Au cours des années, il a beaucoup réfléchi, tout en étant peut-être pas au départ ce qu’on aurait appelé un intellectuel. Il a fait le premier geste de résistance, à Paris, le lendemain du 30 avril 1975, lorsque les chars communistes ont pris Saïgon. Il a été à l’Ambassade du Viêt-Nam, où l’ambassadeur n’en menait pas large, et a lui même détruit tous les documents qui s’y trouvaient parce qu’il savait que cette ambassade serait remise au pouvoir communiste. Je dis cela parce que, lorsque Saïgon est tombé le 30 avril, des centaines de milliers de dossiers laissés, soit par des Vietnamiens, soit par des Américains, sont tombés aux mains des communistes nord-vietnamiens.

Ba, pendant des années a réuni ses camarades et se demandait ce qu’il pouvait faire. Et puis il en a eu assez de parler et, surtout, il en a eu assez d’entendre beaucoup de gens de la diaspora vietnamienne, tous très bienveillants, mais tous parlaient, parlaient. Il a décidé de s’engager sur le terrain. Il a décidé d’être l’un des tous premiers résistants au Viêt-Nam, et il l’a été, et il est parti.
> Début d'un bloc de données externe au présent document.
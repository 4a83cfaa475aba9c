// ABOUTME: Error types for inline image encoding and option parsing
// ABOUTME: Keeps the sink's I/O error intact alongside the partial byte count

use std::io;
use thiserror::Error;

/// A sink write failed part way through an escape sequence.
///
/// Displays as the underlying I/O error. `written` is the number of bytes
/// the sink accepted before it failed; those bytes are already in the sink.
#[derive(Debug, Error)]
#[error("{source}")]
pub struct PartialWrite {
    written: usize,
    #[source]
    source: io::Error,
}

impl PartialWrite {
    pub fn new(written: usize, source: io::Error) -> Self {
        Self { written, source }
    }

    /// Bytes accepted by the sink before the failure
    pub fn written(&self) -> usize {
        self.written
    }

    pub fn io_error(&self) -> &io::Error {
        &self.source
    }

    /// Returns the sink's error unchanged
    pub fn into_io_error(self) -> io::Error {
        self.source
    }
}

impl From<PartialWrite> for io::Error {
    fn from(err: PartialWrite) -> Self {
        err.source
    }
}

#[derive(Debug, Clone, PartialEq, Eq, Error)]
pub enum DimensionParseError {
    #[error("Empty image dimension")]
    Empty,

    #[error("Invalid image dimension '{0}': expected <n>, <n>px, <n>% or auto")]
    Invalid(String),
}
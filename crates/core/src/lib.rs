#![forbid(unsafe_code)]

pub mod model;
pub mod question;
pub mod score;
pub mod time;

pub use time::{Clock, fixed_clock, fixed_now};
Il a beaucoup travaillé au Viêt-Nam. La preuve qu’il avait des réseaux de soutien et que cette résistance existe, cette preuve a été donnée par les communistes puisqu’ils ont empilé des armes près de l’Assemblée nationale à Saïgon en disant que c’était Ba qui les avaient introduites. En tout cas, quoiqu’il en soit, dans la mesure où il a pu survivre pendant deux années, en faisant des allers-retours entre le Viêt-Nam, la Thaïlande et le Cambodge, la preuve était faite, il y avait une résistance. Au Viêt-Nam comme en France, sont résistants ceux qui parlent très peu et non ceux qui s’agitent beaucoup à l’étranger.

C’est un geste assez extraordinaire. Ba savait très bien qu’il y avait une énorme différence entre les régimes autoritaires de droite et les régimes totalitaires de gauche. Ces derniers ne sont bio-dégradables. On a vu des régimes autoritaires se défaire les uns après les autres : les colonels grecs, l’Espagne de Franco, le Portugal, toute l’Amérique latine en ce moment… mais, on a jamais vu à ce jour un régime communiste, ayant été communiste, cesser de l’être. Ba, avec beaucoup d’autres, qui sont là-bas aujourd’hui ou qui travaillaient avec lui, avait fait ce pari.

Je crois que c’est tout à fait remarquable et que, il faut le dire, c’est dû à une espèce de… , je ne sais pas comment dire… , d’assurance ou même presque d’arrogance vietnamienne. Les Vietnamiens n’ont pas capitulé. Je ne sais pas si cette assurance, ou cette arrogance, est une qualité ou un défaut, en tous cas, ils sont très très endurants et je crois qu’il faut que les gens sachent : ils n’ont pas accepté la communisation, que ce soit dans l’intérêt ou pas de l’équilibre mondial. C’est pour cela que nous avons constitué le Comité Tran Van Ba… »

Olivier Todd, propos retranscrits dans Le Viêt-Nam Libre, n° 93, mai 1987, pp. 3-4.

* Le titre est de Mémoires d’Indochine.

Extrait de « Témoignages de vigilance, d’amitié et de solidarité » prononcés à l’occasion de l’organisation, le 27 avril 1987, par le Comité International Tran Van Ba et la Société Internationale pour les Droits de l’Homme (SIDH), d’un concert au profit des boat people et pour la défense des droits de l’homme au Viêt-Nam.